Search the entries for the word "remaining". Copy each line in which it is found.

[Saved data entries]
# # # # # # #
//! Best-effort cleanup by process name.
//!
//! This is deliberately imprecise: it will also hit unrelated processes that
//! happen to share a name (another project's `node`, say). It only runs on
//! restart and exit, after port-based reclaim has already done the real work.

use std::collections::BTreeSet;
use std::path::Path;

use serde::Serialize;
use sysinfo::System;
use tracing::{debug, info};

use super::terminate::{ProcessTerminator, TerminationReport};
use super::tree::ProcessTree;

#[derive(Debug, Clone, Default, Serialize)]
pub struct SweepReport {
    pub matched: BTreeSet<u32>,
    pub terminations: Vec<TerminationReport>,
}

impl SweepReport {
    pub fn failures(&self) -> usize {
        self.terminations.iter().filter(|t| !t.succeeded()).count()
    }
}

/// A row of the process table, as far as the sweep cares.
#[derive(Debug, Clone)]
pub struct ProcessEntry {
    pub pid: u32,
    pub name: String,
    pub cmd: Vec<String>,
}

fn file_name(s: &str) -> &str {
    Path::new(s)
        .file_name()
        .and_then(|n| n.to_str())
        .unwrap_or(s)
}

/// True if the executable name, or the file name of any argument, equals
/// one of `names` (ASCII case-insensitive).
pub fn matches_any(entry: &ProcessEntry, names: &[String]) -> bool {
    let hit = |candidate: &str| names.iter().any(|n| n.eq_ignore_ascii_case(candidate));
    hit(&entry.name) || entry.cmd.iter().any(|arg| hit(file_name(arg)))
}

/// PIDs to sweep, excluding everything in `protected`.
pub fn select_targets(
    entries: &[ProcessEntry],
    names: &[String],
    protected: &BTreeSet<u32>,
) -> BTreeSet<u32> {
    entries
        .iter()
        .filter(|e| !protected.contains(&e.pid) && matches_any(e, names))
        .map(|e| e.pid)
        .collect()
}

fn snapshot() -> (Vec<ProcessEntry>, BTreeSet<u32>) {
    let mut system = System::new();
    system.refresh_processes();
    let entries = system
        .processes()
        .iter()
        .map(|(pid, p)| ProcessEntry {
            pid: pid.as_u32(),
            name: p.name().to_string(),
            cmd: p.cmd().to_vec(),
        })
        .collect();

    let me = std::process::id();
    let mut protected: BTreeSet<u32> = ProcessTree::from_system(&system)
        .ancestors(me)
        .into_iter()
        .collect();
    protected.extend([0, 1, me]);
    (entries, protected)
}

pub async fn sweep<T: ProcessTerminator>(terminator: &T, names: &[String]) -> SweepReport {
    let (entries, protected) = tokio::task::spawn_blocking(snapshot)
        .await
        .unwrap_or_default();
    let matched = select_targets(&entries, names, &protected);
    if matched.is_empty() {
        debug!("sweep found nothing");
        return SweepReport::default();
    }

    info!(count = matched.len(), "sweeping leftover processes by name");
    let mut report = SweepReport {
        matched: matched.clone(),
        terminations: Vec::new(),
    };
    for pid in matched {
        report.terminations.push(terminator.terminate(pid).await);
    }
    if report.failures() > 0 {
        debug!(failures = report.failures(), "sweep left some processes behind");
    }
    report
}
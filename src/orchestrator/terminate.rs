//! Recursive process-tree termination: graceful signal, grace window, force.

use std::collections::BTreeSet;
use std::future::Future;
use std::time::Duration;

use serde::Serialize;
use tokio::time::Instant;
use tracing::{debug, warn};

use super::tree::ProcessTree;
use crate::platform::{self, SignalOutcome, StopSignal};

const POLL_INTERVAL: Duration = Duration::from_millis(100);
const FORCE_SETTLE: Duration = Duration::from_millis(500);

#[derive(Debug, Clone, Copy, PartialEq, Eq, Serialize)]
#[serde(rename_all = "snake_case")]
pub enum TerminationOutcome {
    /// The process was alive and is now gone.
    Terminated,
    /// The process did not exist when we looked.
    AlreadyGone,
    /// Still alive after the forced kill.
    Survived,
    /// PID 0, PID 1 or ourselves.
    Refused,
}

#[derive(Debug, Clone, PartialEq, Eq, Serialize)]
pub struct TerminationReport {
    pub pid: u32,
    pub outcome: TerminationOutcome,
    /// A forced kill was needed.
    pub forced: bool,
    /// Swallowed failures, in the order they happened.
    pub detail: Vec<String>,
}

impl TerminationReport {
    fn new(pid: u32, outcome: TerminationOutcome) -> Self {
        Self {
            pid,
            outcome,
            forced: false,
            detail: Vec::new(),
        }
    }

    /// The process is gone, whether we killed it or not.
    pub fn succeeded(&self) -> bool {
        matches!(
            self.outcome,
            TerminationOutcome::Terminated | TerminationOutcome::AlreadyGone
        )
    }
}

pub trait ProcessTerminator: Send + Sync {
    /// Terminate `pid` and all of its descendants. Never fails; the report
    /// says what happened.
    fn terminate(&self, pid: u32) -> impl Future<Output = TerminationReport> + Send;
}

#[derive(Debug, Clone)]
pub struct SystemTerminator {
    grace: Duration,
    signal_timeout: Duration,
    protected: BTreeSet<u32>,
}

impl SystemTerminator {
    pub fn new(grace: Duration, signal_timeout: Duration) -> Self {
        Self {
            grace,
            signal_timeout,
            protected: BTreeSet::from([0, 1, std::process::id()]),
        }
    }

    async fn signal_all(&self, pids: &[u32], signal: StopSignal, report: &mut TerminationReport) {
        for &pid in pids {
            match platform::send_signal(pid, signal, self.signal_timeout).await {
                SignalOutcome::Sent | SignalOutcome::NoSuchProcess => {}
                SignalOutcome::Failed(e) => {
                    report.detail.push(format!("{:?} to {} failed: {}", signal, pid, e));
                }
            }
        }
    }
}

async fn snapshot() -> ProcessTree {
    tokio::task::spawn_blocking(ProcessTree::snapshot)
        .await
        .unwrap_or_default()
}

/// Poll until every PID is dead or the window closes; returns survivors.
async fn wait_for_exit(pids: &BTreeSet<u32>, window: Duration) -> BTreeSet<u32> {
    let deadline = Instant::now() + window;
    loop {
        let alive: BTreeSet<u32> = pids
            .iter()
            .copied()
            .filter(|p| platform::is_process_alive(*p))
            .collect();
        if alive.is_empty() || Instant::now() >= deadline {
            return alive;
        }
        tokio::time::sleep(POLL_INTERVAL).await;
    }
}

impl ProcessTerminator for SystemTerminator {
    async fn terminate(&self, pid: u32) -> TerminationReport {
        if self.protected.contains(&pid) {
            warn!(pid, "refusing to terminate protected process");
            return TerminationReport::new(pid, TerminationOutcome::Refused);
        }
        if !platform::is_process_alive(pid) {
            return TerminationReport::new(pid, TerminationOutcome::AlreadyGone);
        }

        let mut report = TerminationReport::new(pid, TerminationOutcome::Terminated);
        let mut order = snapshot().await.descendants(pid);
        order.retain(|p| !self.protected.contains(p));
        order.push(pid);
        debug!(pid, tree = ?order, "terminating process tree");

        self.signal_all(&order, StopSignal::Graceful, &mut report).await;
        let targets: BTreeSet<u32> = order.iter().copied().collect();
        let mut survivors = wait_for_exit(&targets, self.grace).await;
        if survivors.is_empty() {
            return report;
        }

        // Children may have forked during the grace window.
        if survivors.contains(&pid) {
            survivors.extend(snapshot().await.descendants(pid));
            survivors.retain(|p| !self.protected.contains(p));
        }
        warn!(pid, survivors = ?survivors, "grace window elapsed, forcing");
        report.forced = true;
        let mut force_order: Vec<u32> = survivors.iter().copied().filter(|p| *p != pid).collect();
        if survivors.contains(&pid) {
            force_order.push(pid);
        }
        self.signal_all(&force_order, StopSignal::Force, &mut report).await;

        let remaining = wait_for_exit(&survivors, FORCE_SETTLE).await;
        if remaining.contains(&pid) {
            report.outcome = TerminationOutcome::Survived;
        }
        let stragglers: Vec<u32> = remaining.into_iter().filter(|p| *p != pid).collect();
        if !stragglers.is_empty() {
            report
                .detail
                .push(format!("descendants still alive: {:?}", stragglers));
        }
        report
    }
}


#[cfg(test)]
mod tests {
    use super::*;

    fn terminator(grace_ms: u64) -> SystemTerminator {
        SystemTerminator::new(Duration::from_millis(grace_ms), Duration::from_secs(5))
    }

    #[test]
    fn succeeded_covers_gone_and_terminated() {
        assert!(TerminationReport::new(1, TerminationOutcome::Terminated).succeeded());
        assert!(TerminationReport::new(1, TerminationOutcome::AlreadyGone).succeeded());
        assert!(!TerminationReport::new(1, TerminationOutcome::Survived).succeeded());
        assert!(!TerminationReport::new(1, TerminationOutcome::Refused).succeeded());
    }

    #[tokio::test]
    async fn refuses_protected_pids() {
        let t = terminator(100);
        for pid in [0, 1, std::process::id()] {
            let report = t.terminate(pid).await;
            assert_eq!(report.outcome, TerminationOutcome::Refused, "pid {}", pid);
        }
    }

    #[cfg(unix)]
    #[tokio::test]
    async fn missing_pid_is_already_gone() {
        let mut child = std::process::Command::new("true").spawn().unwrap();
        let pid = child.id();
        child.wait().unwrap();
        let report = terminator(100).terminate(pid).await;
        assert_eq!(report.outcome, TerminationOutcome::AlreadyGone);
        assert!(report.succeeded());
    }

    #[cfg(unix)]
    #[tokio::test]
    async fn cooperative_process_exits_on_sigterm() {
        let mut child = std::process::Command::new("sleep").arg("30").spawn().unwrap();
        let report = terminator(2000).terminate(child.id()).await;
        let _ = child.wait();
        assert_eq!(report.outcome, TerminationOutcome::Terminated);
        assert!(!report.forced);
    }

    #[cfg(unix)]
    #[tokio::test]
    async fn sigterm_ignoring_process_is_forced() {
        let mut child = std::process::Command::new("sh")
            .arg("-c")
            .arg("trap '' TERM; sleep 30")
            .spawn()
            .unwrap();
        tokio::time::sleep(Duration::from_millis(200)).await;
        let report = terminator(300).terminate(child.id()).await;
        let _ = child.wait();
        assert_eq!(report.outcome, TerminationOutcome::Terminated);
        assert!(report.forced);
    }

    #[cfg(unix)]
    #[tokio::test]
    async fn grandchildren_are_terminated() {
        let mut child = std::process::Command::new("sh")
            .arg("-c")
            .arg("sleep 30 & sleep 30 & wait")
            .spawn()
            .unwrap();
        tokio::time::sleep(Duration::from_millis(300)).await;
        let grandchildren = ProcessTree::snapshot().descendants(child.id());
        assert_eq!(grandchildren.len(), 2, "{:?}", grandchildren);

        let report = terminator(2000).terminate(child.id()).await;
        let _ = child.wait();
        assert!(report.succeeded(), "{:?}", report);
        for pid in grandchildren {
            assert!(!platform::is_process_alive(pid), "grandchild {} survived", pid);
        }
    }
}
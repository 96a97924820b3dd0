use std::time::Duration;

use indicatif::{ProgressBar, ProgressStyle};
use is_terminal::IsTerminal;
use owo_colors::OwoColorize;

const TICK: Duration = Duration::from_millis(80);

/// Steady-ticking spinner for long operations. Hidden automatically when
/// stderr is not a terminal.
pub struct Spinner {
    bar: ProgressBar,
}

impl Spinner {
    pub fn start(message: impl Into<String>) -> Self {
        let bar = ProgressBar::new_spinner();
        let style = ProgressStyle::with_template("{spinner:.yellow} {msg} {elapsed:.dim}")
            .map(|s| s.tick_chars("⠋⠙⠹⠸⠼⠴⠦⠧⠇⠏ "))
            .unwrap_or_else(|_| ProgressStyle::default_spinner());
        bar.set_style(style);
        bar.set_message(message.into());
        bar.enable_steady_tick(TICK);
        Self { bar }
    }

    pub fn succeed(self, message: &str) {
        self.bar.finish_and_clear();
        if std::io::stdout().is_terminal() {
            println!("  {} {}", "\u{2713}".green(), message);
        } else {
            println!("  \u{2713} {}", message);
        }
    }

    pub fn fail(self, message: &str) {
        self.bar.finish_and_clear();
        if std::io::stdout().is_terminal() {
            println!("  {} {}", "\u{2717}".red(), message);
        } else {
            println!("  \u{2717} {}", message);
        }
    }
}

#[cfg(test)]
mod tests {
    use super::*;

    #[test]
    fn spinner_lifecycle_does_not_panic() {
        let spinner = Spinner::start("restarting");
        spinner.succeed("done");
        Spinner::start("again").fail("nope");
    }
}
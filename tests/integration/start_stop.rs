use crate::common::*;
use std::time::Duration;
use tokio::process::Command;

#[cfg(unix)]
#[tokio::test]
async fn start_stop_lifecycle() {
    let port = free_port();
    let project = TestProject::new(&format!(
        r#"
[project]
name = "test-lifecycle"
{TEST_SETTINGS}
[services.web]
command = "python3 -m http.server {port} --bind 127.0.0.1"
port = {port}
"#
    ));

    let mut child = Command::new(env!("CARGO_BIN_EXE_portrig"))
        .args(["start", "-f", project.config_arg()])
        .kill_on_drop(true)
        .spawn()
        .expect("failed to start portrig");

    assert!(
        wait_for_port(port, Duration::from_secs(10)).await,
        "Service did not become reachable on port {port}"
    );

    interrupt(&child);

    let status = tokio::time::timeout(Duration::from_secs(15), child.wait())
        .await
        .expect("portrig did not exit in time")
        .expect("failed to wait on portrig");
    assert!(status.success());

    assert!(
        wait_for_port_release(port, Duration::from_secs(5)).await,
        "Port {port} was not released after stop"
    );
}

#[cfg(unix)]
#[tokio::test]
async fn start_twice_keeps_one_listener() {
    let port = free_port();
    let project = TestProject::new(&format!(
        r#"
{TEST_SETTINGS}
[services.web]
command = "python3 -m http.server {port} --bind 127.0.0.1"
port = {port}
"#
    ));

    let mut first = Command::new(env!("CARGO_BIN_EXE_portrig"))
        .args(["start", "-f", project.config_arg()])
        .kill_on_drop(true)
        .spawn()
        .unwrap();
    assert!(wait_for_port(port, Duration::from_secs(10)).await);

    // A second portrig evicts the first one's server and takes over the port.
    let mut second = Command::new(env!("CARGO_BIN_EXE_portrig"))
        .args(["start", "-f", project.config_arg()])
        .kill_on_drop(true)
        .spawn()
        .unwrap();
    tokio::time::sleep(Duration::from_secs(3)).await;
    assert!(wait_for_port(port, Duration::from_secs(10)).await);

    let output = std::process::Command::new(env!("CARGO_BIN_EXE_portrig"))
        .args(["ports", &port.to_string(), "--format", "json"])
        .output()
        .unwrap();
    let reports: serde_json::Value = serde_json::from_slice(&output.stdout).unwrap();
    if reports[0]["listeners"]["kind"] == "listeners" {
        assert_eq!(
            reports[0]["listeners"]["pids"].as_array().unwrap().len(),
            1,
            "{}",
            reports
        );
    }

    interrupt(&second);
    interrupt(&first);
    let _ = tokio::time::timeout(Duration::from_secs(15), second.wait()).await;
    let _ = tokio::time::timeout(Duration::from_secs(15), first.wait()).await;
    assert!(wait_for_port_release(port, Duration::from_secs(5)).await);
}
# # # # # # #
Exercise response —
        let remaining = wait_for_exit(&survivors, FORCE_SETTLE).await;
        if remaining.contains(&pid) {
        let stragglers: Vec<u32> = remaining.into_iter().filter(|p| *p != pid).collect();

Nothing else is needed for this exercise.